We sat down; immediately the train left. I mean that in front of the glass of the motionless wagon the painted landscape unfolded; we crossed the great rivers strewn with driftwood, the forests of pines and larches, the deserts from which emerged the Mongolian tombs.

The Russian government had reproduced on this canvas many gold mines and precious metals, to give confidence to the French capitalists. We ate all kinds of zakouski, while these desperate plains, crossed long ago by the Tartar warriors and the Novigodians merchants of sable.
Suddenly (it is enough for me to close my eyes for a moment to find to my surprise) the muzhik on duty disappeared, and it was a Chinese waiter, in a blue silk robe, bringing tea flavored with jasmine, from a small porcelain cup.

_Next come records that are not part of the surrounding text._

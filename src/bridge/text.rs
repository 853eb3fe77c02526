//! Text conversion between the remote platform's html bodies and gateway markdown.

use base64::{Engine, engine::general_purpose::STANDARD};
use pulldown_cmark::{Options, Parser, html};
use regex::{Captures, Regex};
use tracing::{debug, warn};

use crate::{
    base::types::Res,
    gateway::FileAttachment,
    service::teams::{BodyKind, HostedContent, MentionKind, OutgoingMention, RemoteMessage},
};

/// Image types that can be embedded inline in a message body.
const INLINE_IMAGE_TYPES: [&str; 3] = ["image/jpg", "image/jpeg", "image/png"];

/// Converts message text in both directions.
///
/// All patterns are compiled once, when the bridge is created.
#[derive(Debug, Clone)]
pub struct MessageFormatter {
    attachment_tag: Regex,
    remote_mention: Regex,
    gateway_mention: Regex,
}

impl MessageFormatter {
    /// Creates a formatter stripping attachment placeholders matching `attachment_tag_pattern`.
    pub fn new(attachment_tag_pattern: &str) -> Res<Self> {
        Ok(Self {
            attachment_tag: Regex::new(attachment_tag_pattern)?,
            remote_mention: Regex::new(r#"<at id="(\d+)">(.*?)</at>"#)?,
            gateway_mention: Regex::new(r"(^|\s)@([^@\s]+)")?,
        })
    }

    // Remote to gateway.

    /// Renders a remote body as gateway text: attachment placeholders removed, mentions
    /// turned into `@name` / `@channel`, and html converted to markdown.
    pub fn to_gateway_text(&self, message: &RemoteMessage) -> String {
        let text = self.attachment_tag.replace_all(&message.body, "");
        let text = self.resolve_mentions(&text, message);

        match message.body_kind {
            BodyKind::Html => html_to_markdown(&text),
            BodyKind::Text => text,
        }
    }

    fn resolve_mentions(&self, text: &str, message: &RemoteMessage) -> String {
        self.remote_mention
            .replace_all(text, |caps: &Captures| {
                let shown = &caps[2];
                let mention = caps[1].parse::<i64>().ok().and_then(|id| message.mentions.iter().find(|m| m.id == id));

                match mention {
                    Some(m) if m.kind == MentionKind::Channel => "@channel".to_string(),
                    Some(m) if !m.mention_text.is_empty() => format!("@{}", m.mention_text),
                    _ => format!("@{shown}"),
                }
            })
            .into_owned()
    }

    // Gateway to remote.

    /// Rewrites every `@channel` / `@all` token into inline mention markup and returns the
    /// matching descriptors. Any other `@name` stays plain text.
    pub fn encode_mentions(&self, text: &str, channel_id: &str) -> (String, Vec<OutgoingMention>) {
        let mut mentions = Vec::new();

        let encoded = self
            .gateway_mention
            .replace_all(text, |caps: &Captures| {
                let token = &caps[2];

                if !matches!(token, "channel" | "all") {
                    return caps[0].to_string();
                }

                let id = mentions.len();

                mentions.push(OutgoingMention {
                    id,
                    mention_text: token.to_string(),
                    channel_id: channel_id.to_string(),
                });

                format!(r#"{}<at id="{}">{}</at>"#, &caps[1], id, token)
            })
            .into_owned();

        debug!("Encoded {} mentions.", mentions.len());

        (encoded, mentions)
    }

    /// Appends every file to `html`: images inline through hosted contents, anything else as
    /// a placeholder note.
    pub fn encode_attachments(&self, html: &mut String, files: &[FileAttachment]) -> Vec<HostedContent> {
        let mut hosted = Vec::new();

        for (index, file) in files.iter().enumerate() {
            let content_type = mime_guess::from_path(&file.name).first().map(|m| m.essence_str().to_string()).unwrap_or_default();

            if INLINE_IMAGE_TYPES.contains(&content_type.as_str()) {
                let temporary_id = index.to_string();

                html.push_str(&format!(r#"<img src="../hostedContents/{temporary_id}/$value">"#));

                hosted.push(HostedContent {
                    temporary_id,
                    content_type,
                    content_bytes: STANDARD.encode(&file.data),
                });
            } else {
                debug!("Not attaching `{}` of type `{}`.", file.name, content_type);

                html.push_str(&format!("<br>File {} was not attached.", file.name));
            }
        }

        hosted
    }
}

/// Converts an html body to markdown, passing the input through if conversion fails.
pub fn html_to_markdown(text: &str) -> String {
    match html_to_markdown_rs::convert(text, None) {
        Ok(markdown) => markdown.trim().to_string(),
        Err(e) => {
            warn!("Couldn't convert message to markdown: {}", e);
            text.to_string()
        }
    }
}

/// Escapes text for literal inclusion in an html body.
pub fn escape_html(input: &str) -> String {
    let mut out = String::with_capacity(input.len());

    for ch in input.chars() {
        match ch {
            '&' => out.push_str("&amp;"),
            '<' => out.push_str("&lt;"),
            '>' => out.push_str("&gt;"),
            '"' => out.push_str("&quot;"),
            '\'' => out.push_str("&#39;"),
            _ => out.push(ch),
        }
    }

    out
}

/// Renders gateway markdown as html.
pub fn markdown_to_html(text: &str) -> String {
    let parser = Parser::new_ext(text, Options::ENABLE_STRIKETHROUGH | Options::ENABLE_TABLES);

    let mut out = String::new();
    html::push_html(&mut out, parser);

    out
}

// Tests.
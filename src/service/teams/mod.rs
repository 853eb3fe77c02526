//! Remote platform client abstraction for the teams-bridge.
//!
//! The reconciler and the send path only ever talk to a [`GenericTeamsClient`], so the
//! concrete Graph implementation can be swapped out (e.g., for a mock in tests).

pub mod graph;

use std::{ops::Deref, sync::Arc};

use async_trait::async_trait;
use chrono::{DateTime, Utc};
use serde::{Deserialize, Serialize};

use crate::base::types::{Res, Void};

// Traits.

/// Generic remote platform trait that clients must implement.
///
/// Every operation maps onto a single request against the remote platform. Errors are
/// returned verbatim (with context) and never retried here.
#[async_trait]
pub trait GenericTeamsClient: Send + Sync + 'static {
    /// Resolve the identity the client is authenticated as.
    ///
    /// Called once at connect time; used to suppress echoes of our own posts.
    async fn resolve_self_identity(&self) -> Res<String>;

    /// Fetch the current snapshot of a channel.
    ///
    /// Returns top-level messages newest first, each with its replies nested.
    async fn fetch_snapshot(&self, team_id: &str, channel_id: &str) -> Res<Vec<RemoteMessage>>;

    /// Post a new top-level message, returning its remote id.
    async fn create_message(&self, team_id: &str, channel_id: &str, message: &OutgoingMessage) -> Res<String>;

    /// Post a new reply under `parent_id`, returning its remote id.
    async fn create_reply(&self, team_id: &str, channel_id: &str, parent_id: &str, message: &OutgoingMessage) -> Res<String>;

    /// Replace the content of a top-level message.
    async fn update_message(&self, team_id: &str, channel_id: &str, message_id: &str, message: &OutgoingMessage) -> Void;

    /// Replace the content of a reply.
    async fn update_reply(&self, team_id: &str, channel_id: &str, parent_id: &str, reply_id: &str, message: &OutgoingMessage) -> Void;

    /// Soft-delete a top-level message.
    async fn soft_delete_message(&self, team_id: &str, channel_id: &str, message_id: &str) -> Void;

    /// Soft-delete a reply.
    async fn soft_delete_reply(&self, team_id: &str, channel_id: &str, parent_id: &str, reply_id: &str) -> Void;

    /// Download the content behind an attachment or snippet URL.
    async fn download_attachment(&self, url: &str) -> Res<Vec<u8>>;
}

// Structs.

/// Remote platform client for the application.
///
/// It is designed to be trivially cloneable, allowing it to be passed around
/// without the need for `Arc` or `Mutex`.
#[derive(Clone)]
pub struct TeamsClient {
    inner: Arc<dyn GenericTeamsClient>,
}

impl Deref for TeamsClient {
    type Target = dyn GenericTeamsClient;

    fn deref(&self) -> &Self::Target {
        &*self.inner
    }
}

impl TeamsClient {
    pub fn new(inner: Arc<dyn GenericTeamsClient>) -> Self {
        Self { inner }
    }
}

// Remote data model.

/// The author of a remote message.
#[derive(Debug, Clone, PartialEq, Eq, Serialize, Deserialize)]
pub struct RemoteAuthor {
    pub id: String,
    pub display_name: String,
}

/// How a remote body is encoded.
#[derive(Debug, Clone, Copy, PartialEq, Eq, Default, Serialize, Deserialize)]
pub enum BodyKind {
    #[default]
    Text,
    Html,
}

/// A file or card attached to a remote message.
#[derive(Debug, Clone, PartialEq, Eq, Default, Serialize, Deserialize)]
pub struct RemoteAttachment {
    pub content_type: String,
    pub name: Option<String>,
    pub content_url: Option<String>,
    /// Inline content, e.g. the JSON description of a code snippet card.
    pub content: Option<String>,
}

/// Whom a mention points at.
#[derive(Debug, Clone, Copy, PartialEq, Eq, Serialize, Deserialize)]
pub enum MentionKind {
    User,
    Channel,
}

/// A mention inside a remote body, referenced by `<at id="N">` markup.
#[derive(Debug, Clone, PartialEq, Eq, Serialize, Deserialize)]
pub struct RemoteMention {
    pub id: i64,
    pub mention_text: String,
    pub target_id: Option<String>,
    pub kind: MentionKind,
}

/// A message as observed in one snapshot.
///
/// Replies share this shape; their own `replies` list is always empty.
#[derive(Debug, Clone, PartialEq, Eq, Serialize, Deserialize)]
pub struct RemoteMessage {
    pub id: String,
    /// Absent for system and application messages.
    pub author: Option<RemoteAuthor>,
    pub body: String,
    pub body_kind: BodyKind,
    pub created: DateTime<Utc>,
    pub last_modified: Option<DateTime<Utc>>,
    pub deleted: Option<DateTime<Utc>>,
    pub replies: Vec<RemoteMessage>,
    pub attachments: Vec<RemoteAttachment>,
    pub mentions: Vec<RemoteMention>,
}

impl RemoteMessage {
    /// Creates a plain text message authored by nobody; handy as a builder base.
    pub fn new(id: impl Into<String>, body: impl Into<String>, created: DateTime<Utc>) -> Self {
        Self {
            id: id.into(),
            author: None,
            body: body.into(),
            body_kind: BodyKind::Text,
            created,
            last_modified: None,
            deleted: None,
            replies: Vec::new(),
            attachments: Vec::new(),
            mentions: Vec::new(),
        }
    }

    /// The timestamp used for change detection: last-modified, else deleted, else created.
    pub fn effective_time(&self) -> DateTime<Utc> {
        self.last_modified.or(self.deleted).unwrap_or(self.created)
    }

    pub fn is_deleted(&self) -> bool {
        self.deleted.is_some()
    }

    /// Whether the message was authored by the given identity.
    pub fn is_authored_by(&self, identity: &str) -> bool {
        self.author.as_ref().is_some_and(|a| a.id == identity)
    }
}

// Outgoing data model.

/// A channel mention referenced from the outgoing html by its index.
///
/// User mentions need a remote user id, which relayed names do not carry, so only
/// `@channel` / `@all` become mentions.
#[derive(Debug, Clone, PartialEq, Eq)]
pub struct OutgoingMention {
    pub id: usize,
    pub mention_text: String,
    pub channel_id: String,
}

/// An image embedded inline through a temporary id.
#[derive(Debug, Clone, PartialEq, Eq)]
pub struct HostedContent {
    pub temporary_id: String,
    pub content_type: String,
    /// Base64 encoded bytes.
    pub content_bytes: String,
}

/// A fully encoded message body ready to be created or updated remotely.
#[derive(Debug, Clone, PartialEq, Eq, Default)]
pub struct OutgoingMessage {
    pub html: String,
    pub mentions: Vec<OutgoingMention>,
    pub hosted_contents: Vec<HostedContent>,
}

// Tests.
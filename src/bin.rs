//! Binary entry point for `teams-bridge`.
//!
//! This module provides the command-line interface for teams-bridge with options
//! for configuration file paths and logging verbosity. It initializes the
//! necessary components and starts the service.

use clap::Parser;
use opentelemetry::trace::TracerProvider;
use opentelemetry_otlp::{Protocol, WithExportConfig};
use teams_bridge::base::{config::Config, types::Void};
use tracing_subscriber::{fmt::format::FmtSpan, layer::SubscriberExt, util::SubscriberInitExt};

/// Teams-bridge – relays Microsoft Teams channels to a chat relay gateway.
///
/// Configuration can come from `config.toml` or environment variables.
/// Messages observed on Teams are written to stdout as JSON lines; messages
/// to post on Teams are read from stdin as JSON lines.
#[derive(Parser, Debug)]
#[command(version, author, about, long_about = None)]
struct Args {
    /// Override the config file path (optional).
    ///
    /// By default, the bridge will look for a config file at `.hidden/config.toml`
    /// in the current directory.
    #[arg(short, long)]
    config: Option<std::path::PathBuf>,
    /// Increase log verbosity (-v, -vv, etc.).
    ///
    /// Use multiple times to increase verbosity:
    /// - No flag: INFO level
    /// - -v: DEBUG level
    /// - -vv or more: TRACE level
    #[arg(short, long, action = clap::ArgAction::Count)]
    verbose: u8,
}

/// Main entry point for the teams-bridge binary.
///
/// Sets up logging based on verbosity, loads configuration, and starts the bridge.
#[tokio::main]
async fn main() -> Void {
    let args = Args::parse();

    // Construct the level filter.

    let level = match args.verbose {
        0 => tracing::Level::INFO,
        1 => tracing::Level::DEBUG,
        _ => tracing::Level::TRACE,
    };

    let level_filter = tracing_subscriber::filter::LevelFilter::from_level(level);

    // Prepare the log layer; stdout belongs to the gateway transport.

    let stderr = tracing_subscriber::fmt::layer()
        .with_writer(std::io::stderr)
        .without_time()
        .with_ansi(true)
        .with_level(true)
        .with_file(false)
        .with_target(false)
        .with_thread_ids(false)
        .with_thread_names(false)
        .with_span_events(FmtSpan::NEW | FmtSpan::CLOSE);

    // Prepare the otlp layer.

    let exporter = opentelemetry_otlp::SpanExporter::builder().with_http().with_protocol(Protocol::HttpBinary).build()?;
    let tracer = opentelemetry_sdk::trace::SdkTracerProvider::builder().with_simple_exporter(exporter).build().tracer("teams-bridge");
    let otel = tracing_opentelemetry::layer().with_tracer(tracer);

    tracing_subscriber::registry().with(otel).with(level_filter).with(stderr).init();

    let config = Config::load(args.config.as_deref())?;

    teams_bridge::start(config).await
}
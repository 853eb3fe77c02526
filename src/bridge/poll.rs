//! The per-channel poll loop.

use std::time::Duration;

use tokio_util::sync::CancellationToken;
use tracing::{Instrument, debug, error, info, info_span};

use crate::{base::types::Res, service::teams::TeamsClient};

use super::{dispatch::Dispatcher, reconcile::Reconciler};

/// Polls one channel on a fixed interval and forwards what changed.
///
/// Owns its [`Reconciler`] (and thus the channel's conversation state) exclusively.
pub struct ChannelPoller {
    client: TeamsClient,
    dispatcher: Dispatcher,
    reconciler: Reconciler,
    team_id: String,
    channel: String,
    interval: Duration,
}

impl ChannelPoller {
    pub fn new(client: TeamsClient, dispatcher: Dispatcher, reconciler: Reconciler, team_id: impl Into<String>, channel: impl Into<String>, interval: Duration) -> Self {
        Self {
            client,
            dispatcher,
            reconciler,
            team_id: team_id.into(),
            channel: channel.into(),
            interval,
        }
    }

    pub fn reconciler(&self) -> &Reconciler {
        &self.reconciler
    }

    /// Runs one cycle: fetch, reconcile, deliver. Returns the number of delivered events.
    ///
    /// A failed fetch leaves the conversation state untouched.
    pub async fn poll_once(&mut self) -> Res<usize> {
        let snapshot = self.client.fetch_snapshot(&self.team_id, &self.channel).await?;

        let baseline = !self.reconciler.has_baseline();
        let events = self.reconciler.reconcile(&snapshot);

        if baseline {
            debug!("Got initial messages for `{}`.", self.channel);
        }

        self.dispatcher.dispatch(&self.channel, events).await
    }

    /// Polls until `cancel` fires or the gateway goes away. Errors never end the loop.
    pub async fn run(mut self, cancel: CancellationToken) {
        let span = info_span!("poll", channel = %self.channel);

        async move {
            info!("Polling channel every {:?}.", self.interval);

            loop {
                let result = tokio::select! {
                    _ = cancel.cancelled() => break,
                    result = self.poll_once() => result,
                };

                if let Err(e) = result {
                    if self.dispatcher.is_closed() {
                        info!("Gateway closed; stopping.");
                        break;
                    }

                    error!("Polling failed for `{}`: {}. Retrying in {:?}.", self.channel, e, self.interval);
                }

                tokio::select! {
                    _ = cancel.cancelled() => break,
                    _ = tokio::time::sleep(self.interval) => {}
                }
            }

            info!("Stopped polling.");
        }
        .instrument(span)
        .await
    }
}
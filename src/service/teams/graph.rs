//! Microsoft Graph implementation of the remote platform client.
//!
//! Channel messages are read and written through the `teams/{team}/channels/{channel}/messages`
//! resources of the Graph API, authenticated with a bearer token.

use std::sync::Arc;

use async_trait::async_trait;
use chrono::{DateTime, Utc};
use serde::{Deserialize, Serialize, de::DeserializeOwned};
use serde_with::skip_serializing_none;
use tracing::{debug, info, instrument, warn};

use crate::base::{
    config::Config,
    types::{Res, Void},
};

use super::{
    BodyKind, GenericTeamsClient, MentionKind, OutgoingMessage, RemoteAttachment, RemoteAuthor, RemoteMention, RemoteMessage,
    TeamsClient,
};

// Extra methods on `TeamsClient` applied by the graph implementation.

impl TeamsClient {
    /// Creates a new Graph backed client.
    pub fn graph(config: &Config) -> Res<Self> {
        let client = GraphTeamsClient::new(config)?;
        Ok(Self { inner: Arc::new(client) })
    }
}

// Wire types.

#[derive(Debug, Deserialize)]
struct GraphList<T> {
    #[serde(default = "Vec::new")]
    value: Vec<T>,
}

#[skip_serializing_none]
#[derive(Debug, Default, Deserialize, Serialize)]
#[serde(rename_all = "camelCase")]
struct GraphIdentity {
    id: Option<String>,
    display_name: Option<String>,
    conversation_identity_type: Option<String>,
}

#[skip_serializing_none]
#[derive(Debug, Default, Deserialize, Serialize)]
#[serde(rename_all = "camelCase")]
struct GraphIdentitySet {
    user: Option<GraphIdentity>,
    conversation: Option<GraphIdentity>,
    application: Option<GraphIdentity>,
}

#[derive(Debug, Deserialize)]
#[serde(rename_all = "camelCase")]
struct GraphItemBody {
    content_type: Option<String>,
    content: Option<String>,
}

#[derive(Debug, Deserialize)]
#[serde(rename_all = "camelCase")]
struct GraphAttachment {
    content_type: Option<String>,
    content_url: Option<String>,
    content: Option<String>,
    name: Option<String>,
}

#[derive(Debug, Deserialize)]
#[serde(rename_all = "camelCase")]
struct GraphMention {
    id: i64,
    mention_text: Option<String>,
    mentioned: Option<GraphIdentitySet>,
}

#[derive(Debug, Deserialize)]
#[serde(rename_all = "camelCase")]
struct GraphChatMessage {
    id: String,
    created_date_time: Option<DateTime<Utc>>,
    last_modified_date_time: Option<DateTime<Utc>>,
    deleted_date_time: Option<DateTime<Utc>>,
    from: Option<GraphIdentitySet>,
    body: Option<GraphItemBody>,
    #[serde(default)]
    replies: Vec<GraphChatMessage>,
    #[serde(default)]
    attachments: Vec<GraphAttachment>,
    #[serde(default)]
    mentions: Vec<GraphMention>,
}

#[derive(Debug, Deserialize)]
struct GraphUser {
    id: String,
}

#[derive(Debug, Serialize)]
#[serde(rename_all = "camelCase")]
struct GraphItemBodyOut<'a> {
    content_type: &'static str,
    content: &'a str,
}

#[derive(Debug, Serialize)]
#[serde(rename_all = "camelCase")]
struct GraphMentionOut<'a> {
    id: usize,
    mention_text: &'a str,
    mentioned: GraphIdentitySet,
}

#[derive(Debug, Serialize)]
#[serde(rename_all = "camelCase")]
struct GraphHostedContentOut<'a> {
    #[serde(rename = "@microsoft.graph.temporaryId")]
    temporary_id: &'a str,
    content_bytes: &'a str,
    content_type: &'a str,
}

#[derive(Debug, Serialize)]
#[serde(rename_all = "camelCase")]
struct GraphChatMessageOut<'a> {
    body: GraphItemBodyOut<'a>,
    mentions: Vec<GraphMentionOut<'a>>,
    hosted_contents: Vec<GraphHostedContentOut<'a>>,
}

// Conversions.

impl GraphChatMessage {
    /// Converts into the remote data model; messages without a creation time are dropped.
    fn into_remote(self) -> Option<RemoteMessage> {
        let Some(created) = self.created_date_time else {
            warn!("Skipping message `{}` without a creation time.", self.id);
            return None;
        };

        let author = self.from.and_then(|f| f.user).and_then(|u| {
            let id = u.id?;
            Some(RemoteAuthor {
                id,
                display_name: u.display_name.unwrap_or_default(),
            })
        });

        let (body, body_kind) = match self.body {
            Some(GraphItemBody { content_type, content }) => {
                let kind = match content_type.as_deref() {
                    Some(t) if t.eq_ignore_ascii_case("html") => BodyKind::Html,
                    _ => BodyKind::Text,
                };
                (content.unwrap_or_default(), kind)
            }
            None => (String::new(), BodyKind::Text),
        };

        let attachments = self
            .attachments
            .into_iter()
            .map(|a| RemoteAttachment {
                content_type: a.content_type.unwrap_or_default(),
                name: a.name,
                content_url: a.content_url,
                content: a.content,
            })
            .collect();

        let mentions = self
            .mentions
            .into_iter()
            .map(|m| {
                let mentioned = m.mentioned.unwrap_or_default();
                let (kind, target_id) = match (mentioned.conversation, mentioned.user) {
                    (Some(c), _) => (MentionKind::Channel, c.id),
                    (None, Some(u)) => (MentionKind::User, u.id),
                    (None, None) => (MentionKind::User, None),
                };
                RemoteMention {
                    id: m.id,
                    mention_text: m.mention_text.unwrap_or_default(),
                    target_id,
                    kind,
                }
            })
            .collect();

        let replies = self
            .replies
            .into_iter()
            .filter_map(|r| {
                let mut reply = r.into_remote()?;
                reply.replies.clear();
                Some(reply)
            })
            .collect();

        Some(RemoteMessage {
            id: self.id,
            author,
            body,
            body_kind,
            created,
            last_modified: self.last_modified_date_time,
            deleted: self.deleted_date_time,
            replies,
            attachments,
            mentions,
        })
    }
}

impl<'a> From<&'a OutgoingMessage> for GraphChatMessageOut<'a> {
    fn from(message: &'a OutgoingMessage) -> Self {
        let mentions = message
            .mentions
            .iter()
            .map(|m| GraphMentionOut {
                id: m.id,
                mention_text: &m.mention_text,
                mentioned: GraphIdentitySet {
                    conversation: Some(GraphIdentity {
                        id: Some(m.channel_id.clone()),
                        display_name: Some(m.mention_text.clone()),
                        conversation_identity_type: Some("channel".to_string()),
                        ..Default::default()
                    }),
                    ..Default::default()
                },
            })
            .collect();

        let hosted_contents = message
            .hosted_contents
            .iter()
            .map(|h| GraphHostedContentOut {
                temporary_id: &h.temporary_id,
                content_bytes: &h.content_bytes,
                content_type: &h.content_type,
            })
            .collect();

        Self {
            body: GraphItemBodyOut {
                content_type: "html",
                content: &message.html,
            },
            mentions,
            hosted_contents,
        }
    }
}

// Specific implementations.

/// Graph client implementation.
#[derive(Clone)]
struct GraphTeamsClient {
    http: reqwest::Client,
    base_url: String,
    access_token: String,
}

impl GraphTeamsClient {
    /// Create a new Graph client.
    #[instrument(name = "GraphTeamsClient::new", skip_all)]
    pub fn new(config: &Config) -> Res<Self> {
        if config.access_token.is_empty() {
            return Err(anyhow::anyhow!("An access token must be configured."));
        }

        let http = reqwest::Client::builder().user_agent(concat!("teams-bridge/", env!("CARGO_PKG_VERSION"))).build()?;

        info!("Graph client targets `{}`.", config.graph_base_url);

        Ok(Self {
            http,
            base_url: config.graph_base_url.trim_end_matches('/').to_string(),
            access_token: config.access_token.clone(),
        })
    }

    fn messages_url(&self, team_id: &str, channel_id: &str) -> String {
        format!("{}/teams/{}/channels/{}/messages", self.base_url, team_id, channel_id)
    }

    fn replies_url(&self, team_id: &str, channel_id: &str, parent_id: &str) -> String {
        format!("{}/{}/replies", self.messages_url(team_id, channel_id), parent_id)
    }

    async fn get_json<T: DeserializeOwned>(&self, url: &str) -> Res<T> {
        let response = self.http.get(url).bearer_auth(&self.access_token).send().await?.error_for_status()?;
        Ok(response.json().await?)
    }

    async fn post_json<T: DeserializeOwned>(&self, url: &str, body: &GraphChatMessageOut<'_>) -> Res<T> {
        let response = self.http.post(url).bearer_auth(&self.access_token).json(body).send().await?.error_for_status()?;
        Ok(response.json().await?)
    }

    async fn patch(&self, url: &str, body: &GraphChatMessageOut<'_>) -> Void {
        self.http.patch(url).bearer_auth(&self.access_token).json(body).send().await?.error_for_status()?;
        Ok(())
    }

    async fn soft_delete(&self, url: &str) -> Void {
        self.http
            .post(format!("{url}/softDelete"))
            .bearer_auth(&self.access_token)
            .send()
            .await?
            .error_for_status()?;
        Ok(())
    }
}

#[async_trait]
impl GenericTeamsClient for GraphTeamsClient {
    #[instrument(skip(self))]
    async fn resolve_self_identity(&self) -> Res<String> {
        let me: GraphUser = self
            .get_json(&format!("{}/me", self.base_url))
            .await
            .map_err(|e| anyhow::anyhow!("Failed to resolve own identity: {}", e))?;

        Ok(me.id)
    }

    #[instrument(skip(self))]
    async fn fetch_snapshot(&self, team_id: &str, channel_id: &str) -> Res<Vec<RemoteMessage>> {
        let url = format!("{}?$expand=replies", self.messages_url(team_id, channel_id));

        let list: GraphList<GraphChatMessage> = self.get_json(&url).await.map_err(|e| anyhow::anyhow!("Failed to fetch messages: {}", e))?;

        debug!("Got {} messages.", list.value.len());

        Ok(list.value.into_iter().filter_map(GraphChatMessage::into_remote).collect())
    }

    #[instrument(skip(self, message))]
    async fn create_message(&self, team_id: &str, channel_id: &str, message: &OutgoingMessage) -> Res<String> {
        let url = self.messages_url(team_id, channel_id);

        let created: GraphChatMessage = self
            .post_json(&url, &GraphChatMessageOut::from(message))
            .await
            .map_err(|e| anyhow::anyhow!("Failed to create message: {}", e))?;

        Ok(created.id)
    }

    #[instrument(skip(self, message))]
    async fn create_reply(&self, team_id: &str, channel_id: &str, parent_id: &str, message: &OutgoingMessage) -> Res<String> {
        let url = self.replies_url(team_id, channel_id, parent_id);

        let created: GraphChatMessage = self
            .post_json(&url, &GraphChatMessageOut::from(message))
            .await
            .map_err(|e| anyhow::anyhow!("Failed to create reply: {}", e))?;

        Ok(created.id)
    }

    #[instrument(skip(self, message))]
    async fn update_message(&self, team_id: &str, channel_id: &str, message_id: &str, message: &OutgoingMessage) -> Void {
        let url = format!("{}/{}", self.messages_url(team_id, channel_id), message_id);

        self.patch(&url, &GraphChatMessageOut::from(message))
            .await
            .map_err(|e| anyhow::anyhow!("Failed to update message: {}", e))
    }

    #[instrument(skip(self, message))]
    async fn update_reply(&self, team_id: &str, channel_id: &str, parent_id: &str, reply_id: &str, message: &OutgoingMessage) -> Void {
        let url = format!("{}/{}", self.replies_url(team_id, channel_id, parent_id), reply_id);

        self.patch(&url, &GraphChatMessageOut::from(message))
            .await
            .map_err(|e| anyhow::anyhow!("Failed to update reply: {}", e))
    }

    #[instrument(skip(self))]
    async fn soft_delete_message(&self, team_id: &str, channel_id: &str, message_id: &str) -> Void {
        let url = format!("{}/{}", self.messages_url(team_id, channel_id), message_id);

        self.soft_delete(&url).await.map_err(|e| anyhow::anyhow!("Failed to delete message: {}", e))
    }

    #[instrument(skip(self))]
    async fn soft_delete_reply(&self, team_id: &str, channel_id: &str, parent_id: &str, reply_id: &str) -> Void {
        let url = format!("{}/{}", self.replies_url(team_id, channel_id, parent_id), reply_id);

        self.soft_delete(&url).await.map_err(|e| anyhow::anyhow!("Failed to delete reply: {}", e))
    }

    #[instrument(skip(self))]
    async fn download_attachment(&self, url: &str) -> Res<Vec<u8>> {
        let response = self
            .http
            .get(url)
            .bearer_auth(&self.access_token)
            .send()
            .await
            .and_then(|r| r.error_for_status())
            .map_err(|e| anyhow::anyhow!("Failed to download `{}`: {}", url, e))?;

        let bytes = response.bytes().await.map_err(|e| anyhow::anyhow!("Failed to read `{}`: {}", url, e))?;

        Ok(bytes.to_vec())
    }
}

// Tests.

Beijing, everyone get down!

We then got out of the car to find ourselves magically transported to the other b of the world, at the foot of one of the Beijing gates, with a horned roof.

Anyway, the weather is better here, di:uncle. Things are heating up there at the moment
General Voyron, a friend of my family who commanded the French expeditionary force, had just left for Peking, we were following all the phases of the dance of the legations invested by Boxers (which I imagined myself fighting has boxing gloves).

They are terrible demons!

Not at all. They are nationalists like the others.

This is what Yellow Asia evoked for me, in the first stifling days of the heat wave, as it climbed to attack the torrid Trocadéro. (Around 1900, the hi's were freezing and the summers scorching.)

It was the time when sovereigns on holiday arrived at the Exhibition; the King of Belgium, King Aguibou, the Prince Royal of Greece, King Oscar of Sweden, Queen Wilhelmi, the King of Ethiopia, the Khedive, Archduke Frederick...
Mr. Leygues, to astonish the Persian shah, this sovereign who, on his arrival at the Hôtel des Deux Mondes, had found in his mail 554 letters from Parisians offering their services, took him to see camels:
I have nine thousand in my stables answered this one.